#### WHAT TO DO:
Show every line from the entries that follow which holds the word "BulkDecide".

--- TASK INPUTS Enclosed Below ---

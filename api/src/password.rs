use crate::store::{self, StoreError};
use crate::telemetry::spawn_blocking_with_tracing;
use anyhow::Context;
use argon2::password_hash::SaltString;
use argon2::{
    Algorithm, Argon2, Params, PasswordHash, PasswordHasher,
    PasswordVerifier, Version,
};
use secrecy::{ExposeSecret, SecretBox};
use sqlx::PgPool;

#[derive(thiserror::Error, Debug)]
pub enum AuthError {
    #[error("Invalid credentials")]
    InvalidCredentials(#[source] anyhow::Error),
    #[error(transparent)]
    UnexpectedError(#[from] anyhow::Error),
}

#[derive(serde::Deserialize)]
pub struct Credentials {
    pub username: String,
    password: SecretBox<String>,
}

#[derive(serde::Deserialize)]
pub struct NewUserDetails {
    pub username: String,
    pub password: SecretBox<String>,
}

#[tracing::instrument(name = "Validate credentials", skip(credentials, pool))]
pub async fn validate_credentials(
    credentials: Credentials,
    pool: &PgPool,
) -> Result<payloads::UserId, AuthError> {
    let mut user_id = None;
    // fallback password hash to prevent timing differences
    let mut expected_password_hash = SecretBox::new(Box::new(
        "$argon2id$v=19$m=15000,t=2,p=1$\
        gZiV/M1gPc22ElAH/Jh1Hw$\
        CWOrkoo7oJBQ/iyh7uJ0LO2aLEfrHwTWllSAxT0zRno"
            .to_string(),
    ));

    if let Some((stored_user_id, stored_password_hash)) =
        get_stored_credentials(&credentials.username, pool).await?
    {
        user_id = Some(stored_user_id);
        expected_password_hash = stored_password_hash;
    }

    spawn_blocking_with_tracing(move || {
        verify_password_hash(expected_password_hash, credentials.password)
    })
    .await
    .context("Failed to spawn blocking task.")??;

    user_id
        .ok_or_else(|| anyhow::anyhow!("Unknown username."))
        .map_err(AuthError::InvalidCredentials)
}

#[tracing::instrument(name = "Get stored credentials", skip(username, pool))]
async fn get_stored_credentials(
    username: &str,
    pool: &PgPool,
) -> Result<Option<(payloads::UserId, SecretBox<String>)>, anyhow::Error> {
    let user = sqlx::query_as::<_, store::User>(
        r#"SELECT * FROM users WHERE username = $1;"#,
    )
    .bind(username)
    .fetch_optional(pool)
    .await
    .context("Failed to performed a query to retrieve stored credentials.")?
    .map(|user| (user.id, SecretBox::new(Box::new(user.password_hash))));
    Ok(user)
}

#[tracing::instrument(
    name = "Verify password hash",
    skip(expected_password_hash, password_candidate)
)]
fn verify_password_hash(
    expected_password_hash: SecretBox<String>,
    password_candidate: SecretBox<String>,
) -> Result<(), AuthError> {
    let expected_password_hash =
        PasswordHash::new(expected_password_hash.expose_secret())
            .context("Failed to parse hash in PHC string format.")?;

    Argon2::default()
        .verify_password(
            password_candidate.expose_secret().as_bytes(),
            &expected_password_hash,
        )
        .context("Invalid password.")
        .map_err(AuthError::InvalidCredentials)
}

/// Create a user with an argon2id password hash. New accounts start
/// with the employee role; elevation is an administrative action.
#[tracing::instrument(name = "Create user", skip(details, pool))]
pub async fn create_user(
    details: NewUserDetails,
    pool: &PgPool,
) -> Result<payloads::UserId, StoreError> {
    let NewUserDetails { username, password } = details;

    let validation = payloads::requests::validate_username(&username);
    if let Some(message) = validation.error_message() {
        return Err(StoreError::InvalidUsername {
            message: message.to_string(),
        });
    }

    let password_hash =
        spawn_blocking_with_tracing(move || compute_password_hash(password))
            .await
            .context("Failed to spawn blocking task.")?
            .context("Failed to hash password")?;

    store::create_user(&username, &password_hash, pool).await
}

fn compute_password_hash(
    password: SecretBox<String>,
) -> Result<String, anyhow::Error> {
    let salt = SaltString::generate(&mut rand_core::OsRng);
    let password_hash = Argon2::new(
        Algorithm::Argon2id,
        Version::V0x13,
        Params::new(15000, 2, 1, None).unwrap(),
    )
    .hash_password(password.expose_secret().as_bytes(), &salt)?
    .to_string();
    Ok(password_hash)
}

--- End of Enclosed TASK INPUTS ---
--- TASK INPUTS Enclosed Below ---

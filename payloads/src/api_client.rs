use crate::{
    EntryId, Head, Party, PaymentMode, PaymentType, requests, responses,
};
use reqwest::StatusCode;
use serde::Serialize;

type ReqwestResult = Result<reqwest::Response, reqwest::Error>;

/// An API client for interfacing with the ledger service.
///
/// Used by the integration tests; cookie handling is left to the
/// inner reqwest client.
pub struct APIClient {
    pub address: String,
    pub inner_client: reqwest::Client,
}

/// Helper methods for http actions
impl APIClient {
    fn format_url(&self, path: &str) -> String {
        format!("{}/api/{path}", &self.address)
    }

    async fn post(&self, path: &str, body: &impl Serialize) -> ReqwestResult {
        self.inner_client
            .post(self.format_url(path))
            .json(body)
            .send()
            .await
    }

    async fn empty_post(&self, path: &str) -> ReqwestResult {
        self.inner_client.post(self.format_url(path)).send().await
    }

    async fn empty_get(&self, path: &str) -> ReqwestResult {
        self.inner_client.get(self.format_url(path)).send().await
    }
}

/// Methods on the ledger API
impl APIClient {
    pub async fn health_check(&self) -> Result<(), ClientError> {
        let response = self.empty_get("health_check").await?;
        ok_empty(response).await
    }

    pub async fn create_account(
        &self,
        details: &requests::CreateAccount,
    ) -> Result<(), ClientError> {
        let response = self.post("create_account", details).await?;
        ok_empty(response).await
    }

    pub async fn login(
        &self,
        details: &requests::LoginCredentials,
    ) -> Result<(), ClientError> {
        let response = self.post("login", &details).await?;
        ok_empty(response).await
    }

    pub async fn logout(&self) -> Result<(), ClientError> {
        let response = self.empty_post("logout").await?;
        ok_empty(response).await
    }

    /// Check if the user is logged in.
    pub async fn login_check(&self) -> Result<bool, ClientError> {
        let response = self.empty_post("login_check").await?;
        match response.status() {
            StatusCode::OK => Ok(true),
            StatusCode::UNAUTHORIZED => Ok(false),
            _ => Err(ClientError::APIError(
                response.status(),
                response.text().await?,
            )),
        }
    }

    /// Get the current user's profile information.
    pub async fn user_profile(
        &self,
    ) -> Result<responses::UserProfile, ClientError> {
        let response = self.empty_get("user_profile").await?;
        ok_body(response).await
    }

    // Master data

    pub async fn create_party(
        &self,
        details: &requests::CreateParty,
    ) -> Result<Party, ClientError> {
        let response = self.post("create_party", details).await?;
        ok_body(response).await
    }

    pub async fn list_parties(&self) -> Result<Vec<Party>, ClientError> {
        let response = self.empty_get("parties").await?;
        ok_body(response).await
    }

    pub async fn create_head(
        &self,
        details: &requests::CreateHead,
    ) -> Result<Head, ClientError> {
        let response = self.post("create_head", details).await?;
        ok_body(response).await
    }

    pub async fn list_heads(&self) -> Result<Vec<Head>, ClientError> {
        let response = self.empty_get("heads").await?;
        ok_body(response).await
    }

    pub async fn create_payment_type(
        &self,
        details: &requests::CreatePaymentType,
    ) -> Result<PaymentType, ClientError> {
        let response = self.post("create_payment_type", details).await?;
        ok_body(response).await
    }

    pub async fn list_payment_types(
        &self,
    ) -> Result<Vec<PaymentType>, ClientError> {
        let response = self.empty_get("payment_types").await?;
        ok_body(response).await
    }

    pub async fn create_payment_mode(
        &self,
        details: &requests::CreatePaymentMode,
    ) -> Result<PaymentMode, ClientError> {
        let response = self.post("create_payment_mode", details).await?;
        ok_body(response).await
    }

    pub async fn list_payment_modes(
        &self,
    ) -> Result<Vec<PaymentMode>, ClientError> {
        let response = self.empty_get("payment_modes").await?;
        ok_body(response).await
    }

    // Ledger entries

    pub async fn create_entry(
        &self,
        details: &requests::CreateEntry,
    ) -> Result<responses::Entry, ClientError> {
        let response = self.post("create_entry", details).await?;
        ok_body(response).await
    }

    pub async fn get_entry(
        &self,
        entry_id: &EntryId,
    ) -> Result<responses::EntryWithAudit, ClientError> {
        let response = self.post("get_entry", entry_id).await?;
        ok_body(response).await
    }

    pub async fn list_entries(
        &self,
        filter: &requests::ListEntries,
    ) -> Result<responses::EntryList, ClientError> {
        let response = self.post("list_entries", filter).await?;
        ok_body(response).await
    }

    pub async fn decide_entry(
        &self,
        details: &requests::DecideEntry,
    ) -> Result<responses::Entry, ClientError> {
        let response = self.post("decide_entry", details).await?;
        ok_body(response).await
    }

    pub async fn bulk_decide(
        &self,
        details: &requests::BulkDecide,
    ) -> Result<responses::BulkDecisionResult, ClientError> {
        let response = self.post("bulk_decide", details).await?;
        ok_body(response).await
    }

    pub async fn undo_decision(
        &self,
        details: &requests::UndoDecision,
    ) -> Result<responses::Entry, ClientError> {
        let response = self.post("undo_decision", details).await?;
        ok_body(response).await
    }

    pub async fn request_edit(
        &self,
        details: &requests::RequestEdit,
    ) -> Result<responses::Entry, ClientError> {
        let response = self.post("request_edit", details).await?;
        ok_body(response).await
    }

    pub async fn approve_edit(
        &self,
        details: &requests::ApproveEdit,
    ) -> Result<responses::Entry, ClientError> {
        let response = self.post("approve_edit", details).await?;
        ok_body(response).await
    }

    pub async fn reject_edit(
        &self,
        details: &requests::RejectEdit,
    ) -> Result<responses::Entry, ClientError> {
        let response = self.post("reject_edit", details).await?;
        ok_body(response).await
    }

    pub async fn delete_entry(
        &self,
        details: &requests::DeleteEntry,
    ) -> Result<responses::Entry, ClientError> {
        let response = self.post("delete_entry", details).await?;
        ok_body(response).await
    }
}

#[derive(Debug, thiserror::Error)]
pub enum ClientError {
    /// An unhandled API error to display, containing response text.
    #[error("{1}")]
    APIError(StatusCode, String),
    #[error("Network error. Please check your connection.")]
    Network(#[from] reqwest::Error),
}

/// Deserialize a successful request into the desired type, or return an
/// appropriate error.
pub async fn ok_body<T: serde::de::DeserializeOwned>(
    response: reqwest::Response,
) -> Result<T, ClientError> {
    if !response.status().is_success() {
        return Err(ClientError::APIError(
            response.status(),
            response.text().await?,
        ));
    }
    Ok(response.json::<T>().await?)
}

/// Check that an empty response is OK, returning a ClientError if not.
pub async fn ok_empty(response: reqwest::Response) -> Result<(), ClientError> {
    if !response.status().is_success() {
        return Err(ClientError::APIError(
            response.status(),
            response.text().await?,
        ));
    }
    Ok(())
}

--- End of Enclosed TASK INPUTS ---
--- TASK INPUTS Enclosed Below ---

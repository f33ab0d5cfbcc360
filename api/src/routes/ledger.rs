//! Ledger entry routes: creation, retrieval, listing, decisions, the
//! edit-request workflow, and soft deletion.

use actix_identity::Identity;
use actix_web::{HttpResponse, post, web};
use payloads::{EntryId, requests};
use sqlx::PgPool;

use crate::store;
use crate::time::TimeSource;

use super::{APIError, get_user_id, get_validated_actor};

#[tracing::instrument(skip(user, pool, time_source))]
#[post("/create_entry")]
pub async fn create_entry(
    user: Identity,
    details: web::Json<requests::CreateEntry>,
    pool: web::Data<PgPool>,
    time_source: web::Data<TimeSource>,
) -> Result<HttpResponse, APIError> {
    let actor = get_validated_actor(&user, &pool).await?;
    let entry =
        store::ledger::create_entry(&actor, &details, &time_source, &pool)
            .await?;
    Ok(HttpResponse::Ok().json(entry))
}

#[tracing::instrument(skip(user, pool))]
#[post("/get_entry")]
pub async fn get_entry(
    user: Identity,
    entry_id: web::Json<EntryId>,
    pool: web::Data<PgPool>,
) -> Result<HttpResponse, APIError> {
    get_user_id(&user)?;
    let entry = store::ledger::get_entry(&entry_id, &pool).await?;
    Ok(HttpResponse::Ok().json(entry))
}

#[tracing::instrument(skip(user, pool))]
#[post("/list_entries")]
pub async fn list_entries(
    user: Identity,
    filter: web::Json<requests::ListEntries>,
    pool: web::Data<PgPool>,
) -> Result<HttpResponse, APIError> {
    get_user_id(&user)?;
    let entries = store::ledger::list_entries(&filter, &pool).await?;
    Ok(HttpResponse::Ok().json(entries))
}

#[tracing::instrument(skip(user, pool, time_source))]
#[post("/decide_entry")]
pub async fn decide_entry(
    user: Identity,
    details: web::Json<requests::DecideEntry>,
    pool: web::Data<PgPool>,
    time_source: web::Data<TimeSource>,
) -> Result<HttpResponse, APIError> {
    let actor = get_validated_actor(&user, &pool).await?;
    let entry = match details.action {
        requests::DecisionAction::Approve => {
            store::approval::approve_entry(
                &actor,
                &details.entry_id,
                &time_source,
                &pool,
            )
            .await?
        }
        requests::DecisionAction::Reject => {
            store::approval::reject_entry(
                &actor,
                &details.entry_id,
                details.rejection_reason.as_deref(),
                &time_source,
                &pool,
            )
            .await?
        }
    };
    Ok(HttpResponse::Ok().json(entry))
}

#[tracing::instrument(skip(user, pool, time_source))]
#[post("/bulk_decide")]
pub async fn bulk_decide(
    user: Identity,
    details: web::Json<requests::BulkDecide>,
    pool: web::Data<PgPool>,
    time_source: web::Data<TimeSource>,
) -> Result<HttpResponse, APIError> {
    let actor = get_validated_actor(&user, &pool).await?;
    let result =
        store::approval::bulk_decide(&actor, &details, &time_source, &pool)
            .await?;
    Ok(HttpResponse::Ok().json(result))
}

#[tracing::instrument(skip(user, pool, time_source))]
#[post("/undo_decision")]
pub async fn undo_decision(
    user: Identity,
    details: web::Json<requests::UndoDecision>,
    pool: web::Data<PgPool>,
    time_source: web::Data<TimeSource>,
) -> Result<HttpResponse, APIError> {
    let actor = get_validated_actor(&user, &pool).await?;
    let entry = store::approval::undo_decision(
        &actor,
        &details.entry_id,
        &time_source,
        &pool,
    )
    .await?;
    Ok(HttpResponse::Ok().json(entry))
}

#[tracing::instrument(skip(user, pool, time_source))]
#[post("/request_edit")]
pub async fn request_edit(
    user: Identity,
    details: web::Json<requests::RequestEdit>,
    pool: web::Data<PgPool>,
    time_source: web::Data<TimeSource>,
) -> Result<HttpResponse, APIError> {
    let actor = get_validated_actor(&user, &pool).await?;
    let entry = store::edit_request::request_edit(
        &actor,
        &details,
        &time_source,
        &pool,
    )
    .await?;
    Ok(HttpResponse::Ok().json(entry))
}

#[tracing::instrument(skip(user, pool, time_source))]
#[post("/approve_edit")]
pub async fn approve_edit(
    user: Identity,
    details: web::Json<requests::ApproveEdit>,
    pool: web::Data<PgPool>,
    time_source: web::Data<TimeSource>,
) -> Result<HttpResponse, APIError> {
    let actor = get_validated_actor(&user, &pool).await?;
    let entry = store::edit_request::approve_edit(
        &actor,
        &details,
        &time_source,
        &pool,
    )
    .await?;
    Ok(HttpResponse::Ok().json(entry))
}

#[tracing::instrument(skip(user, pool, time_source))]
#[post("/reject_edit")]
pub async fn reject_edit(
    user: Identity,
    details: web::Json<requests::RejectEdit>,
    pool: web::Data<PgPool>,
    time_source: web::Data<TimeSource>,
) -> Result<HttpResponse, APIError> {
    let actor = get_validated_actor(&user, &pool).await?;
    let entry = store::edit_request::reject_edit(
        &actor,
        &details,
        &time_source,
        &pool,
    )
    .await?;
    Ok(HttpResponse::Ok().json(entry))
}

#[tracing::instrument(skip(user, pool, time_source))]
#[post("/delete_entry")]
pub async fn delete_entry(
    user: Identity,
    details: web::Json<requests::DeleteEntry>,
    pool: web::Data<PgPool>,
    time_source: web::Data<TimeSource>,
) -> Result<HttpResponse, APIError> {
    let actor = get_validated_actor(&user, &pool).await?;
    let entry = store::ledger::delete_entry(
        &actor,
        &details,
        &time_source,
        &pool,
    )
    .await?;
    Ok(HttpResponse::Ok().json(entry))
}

--- End of Enclosed TASK INPUTS ---

#### ANSWER TO THE EXERCISE:
        details: &requests::BulkDecide,
    details: web::Json<requests::BulkDecide>,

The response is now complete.